• INSTRUCTIONS FOR THE TASK:
Among the entries below, how many lines contain the string "NewCourse"? Only the number is wanted.

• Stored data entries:

+ + +

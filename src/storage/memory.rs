use std::sync::{RwLock, RwLockReadGuard, RwLockWriteGuard};

use async_trait::async_trait;

use super::EntityStore;
use crate::error::{CampusError, Result};
use crate::model::{
    Course, CoursePatch, CourseRef, NewCourse, NewStudent, Student, StudentFilter, StudentPatch,
};

#[derive(Default)]
struct Collections {
    students: Vec<Student>,
    courses: Vec<Course>,
    /// Last issued IDs. Never decremented, so deleted IDs are not reused.
    last_student_id: u64,
    last_course_id: u64,
}

/// In-process store keeping records in insertion order.
#[derive(Default)]
pub struct MemoryStore {
    inner: RwLock<Collections>,
}

impl MemoryStore {
    pub fn new() -> Self {
        Self::default()
    }

    fn read(&self) -> Result<RwLockReadGuard<'_, Collections>> {
        self.inner
            .read()
            .map_err(|_| CampusError::StoreUnavailable("memory store lock poisoned".to_string()))
    }

    fn write(&self) -> Result<RwLockWriteGuard<'_, Collections>> {
        self.inner
            .write()
            .map_err(|_| CampusError::StoreUnavailable("memory store lock poisoned".to_string()))
    }
}

#[async_trait]
impl EntityStore for MemoryStore {
    async fn find_students(&self, filter: &StudentFilter) -> Result<Vec<Student>> {
        Ok(self
            .read()?
            .students
            .iter()
            .filter(|s| filter.matches(s))
            .cloned()
            .collect())
    }

    async fn find_student(&self, id: &str) -> Result<Option<Student>> {
        Ok(self.read()?.students.iter().find(|s| s.id == id).cloned())
    }

    async fn insert_student(&self, mut input: NewStudent) -> Result<Student> {
        // Only IDs are kept so reads always see the current course.
        input.courses = input
            .courses
            .into_iter()
            .map(CourseRef::into_reference)
            .collect();
        let mut data = self.write()?;
        data.last_student_id += 1;
        let student = Student::new(data.last_student_id.to_string(), input);
        tracing::info!(id = %student.id, email = %student.email, "Inserting student");
        data.students.push(student.clone());
        Ok(student)
    }

    async fn update_student(&self, id: &str, patch: StudentPatch) -> Result<Option<Student>> {
        let mut data = self.write()?;
        let Some(student) = data.students.iter_mut().find(|s| s.id == id) else {
            return Ok(None);
        };
        student.apply(patch)?;
        tracing::info!(id = %id, "Updated student");
        Ok(Some(student.clone()))
    }

    async fn delete_student(&self, id: &str) -> Result<bool> {
        let mut data = self.write()?;
        let Some(index) = data.students.iter().position(|s| s.id == id) else {
            return Ok(false);
        };
        data.students.remove(index);
        tracing::info!(id = %id, "Deleted student");
        Ok(true)
    }

    async fn push_course_reference(
        &self,
        student_id: &str,
        course_id: &str,
    ) -> Result<Option<Student>> {
        let mut data = self.write()?;
        let Some(student) = data.students.iter_mut().find(|s| s.id == student_id) else {
            return Ok(None);
        };
        student.courses.push(CourseRef::from(course_id));
        student.touch();
        Ok(Some(student.clone()))
    }

    async fn remove_course_reference(
        &self,
        student_id: &str,
        course_id: &str,
    ) -> Result<Option<Student>> {
        let mut data = self.write()?;
        let Some(student) = data.students.iter_mut().find(|s| s.id == student_id) else {
            return Ok(None);
        };
        if student.drop_course(course_id) {
            student.touch();
        }
        Ok(Some(student.clone()))
    }

    async fn pull_course_references(&self, course_id: &str) -> Result<usize> {
        let mut data = self.write()?;
        let mut touched = 0;
        for student in data.students.iter_mut() {
            if student.drop_course(course_id) {
                student.touch();
                touched += 1;
            }
        }
        Ok(touched)
    }

    async fn find_courses(&self) -> Result<Vec<Course>> {
        Ok(self.read()?.courses.clone())
    }

    async fn find_course(&self, id: &str) -> Result<Option<Course>> {
        Ok(self.read()?.courses.iter().find(|c| c.id == id).cloned())
    }

    async fn find_courses_by_ids(&self, ids: &[String]) -> Result<Vec<Course>> {
        Ok(self
            .read()?
            .courses
            .iter()
            .filter(|c| ids.contains(&c.id))
            .cloned()
            .collect())
    }

    async fn insert_course(&self, input: NewCourse) -> Result<Course> {
        let mut data = self.write()?;
        data.last_course_id += 1;
        let course = Course::new(data.last_course_id.to_string(), input);
        tracing::info!(id = %course.id, code = %course.code, "Inserting course");
        data.courses.push(course.clone());
        Ok(course)
    }

    async fn update_course(&self, id: &str, patch: CoursePatch) -> Result<Option<Course>> {
        let mut data = self.write()?;
        let Some(course) = data.courses.iter_mut().find(|c| c.id == id) else {
            return Ok(None);
        };
        course.apply(patch)?;
        tracing::info!(id = %id, "Updated course");
        Ok(Some(course.clone()))
    }

    async fn delete_course(&self, id: &str) -> Result<bool> {
        let mut data = self.write()?;
        let Some(index) = data.courses.iter().position(|c| c.id == id) else {
            return Ok(false);
        };
        data.courses.remove(index);
        tracing::info!(id = %id, "Deleted course");
        Ok(true)
    }
}

#[cfg(test)]
mod tests {
    use super::*;
    use crate::model::FieldUpdate;
    use crate::storage::test_support::{new_course, new_student};

    #[tokio::test]
    async fn test_ids_are_not_reused_after_delete() {
        let store = MemoryStore::new();
        let a = store
            .insert_student(new_student("A", "a@b.co", None))
            .await
            .unwrap();
        let b = store
            .insert_student(new_student("B", "b@b.co", None))
            .await
            .unwrap();
        assert!(store.delete_student(&a.id).await.unwrap());

        let c = store
            .insert_student(new_student("C", "c@b.co", None))
            .await
            .unwrap();
        assert_ne!(c.id, b.id);
        assert_eq!(c.id, "3");
    }

    #[tokio::test]
    async fn test_find_students_preserves_insertion_order() {
        let store = MemoryStore::new();
        for (name, email) in [("A", "a@b.co"), ("B", "b@b.co"), ("C", "c@b.co")] {
            store
                .insert_student(new_student(name, email, None))
                .await
                .unwrap();
        }
        let names: Vec<_> = store
            .find_students(&StudentFilter::default())
            .await
            .unwrap()
            .into_iter()
            .map(|s| s.name)
            .collect();
        assert_eq!(names, vec!["A", "B", "C"]);
    }

    #[tokio::test]
    async fn test_update_missing_returns_none() {
        let store = MemoryStore::new();
        let patch = StudentPatch {
            age: FieldUpdate::Set(40),
            ..Default::default()
        };
        assert!(store.update_student("9", patch).await.unwrap().is_none());
    }

    #[tokio::test]
    async fn test_pull_course_references_touches_every_student() {
        let store = MemoryStore::new();
        let course = store
            .insert_course(new_course("Data Structures", "CS201"))
            .await
            .unwrap();
        let other = store
            .insert_course(new_course("Database Systems", "CS301"))
            .await
            .unwrap();
        for (name, email) in [("A", "a@b.co"), ("B", "b@b.co"), ("C", "c@b.co")] {
            store
                .insert_student(new_student(name, email, None))
                .await
                .unwrap();
        }
        store.push_course_reference("1", &course.id).await.unwrap();
        store.push_course_reference("1", &other.id).await.unwrap();
        store.push_course_reference("2", &course.id).await.unwrap();
        store.push_course_reference("2", &course.id).await.unwrap();

        assert_eq!(store.pull_course_references(&course.id).await.unwrap(), 2);

        let enrolled = store
            .find_students(&StudentFilter::enrolled_in(course.id.clone()))
            .await
            .unwrap();
        assert!(enrolled.is_empty());
        let first = store.find_student("1").await.unwrap().unwrap();
        assert_eq!(first.courses, vec![CourseRef::from(other.id.as_str())]);
    }

    #[tokio::test]
    async fn test_find_courses_by_ids_skips_missing() {
        let store = MemoryStore::new();
        let course = store
            .insert_course(new_course("Data Structures", "CS201"))
            .await
            .unwrap();
        let found = store
            .find_courses_by_ids(&[course.id.clone(), "404".to_string()])
            .await
            .unwrap();
        assert_eq!(found, vec![course]);
    }

    #[tokio::test]
    async fn test_email_taken_ignores_own_record() {
        let store = MemoryStore::new();
        let a = store
            .insert_student(new_student("A", "a@b.co", None))
            .await
            .unwrap();
        assert!(store.email_taken("a@b.co", None).await.unwrap());
        assert!(!store.email_taken("a@b.co", Some(&a.id)).await.unwrap());
        assert!(!store.email_taken("z@b.co", None).await.unwrap());
    }

    #[tokio::test]
    async fn test_embedded_courses_are_stored_as_references() {
        let store = MemoryStore::new();
        let course = store
            .insert_course(new_course("Data Structures", "CS201"))
            .await
            .unwrap();
        let mut input = new_student("A", "a@b.co", None);
        input.courses = vec![CourseRef::Expanded(course.clone())];

        let student = store.insert_student(input).await.unwrap();
        assert_eq!(student.courses, vec![CourseRef::from(course.id.as_str())]);
    }
}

+ + +

• ANSWER TO THIS EXERCISE:
2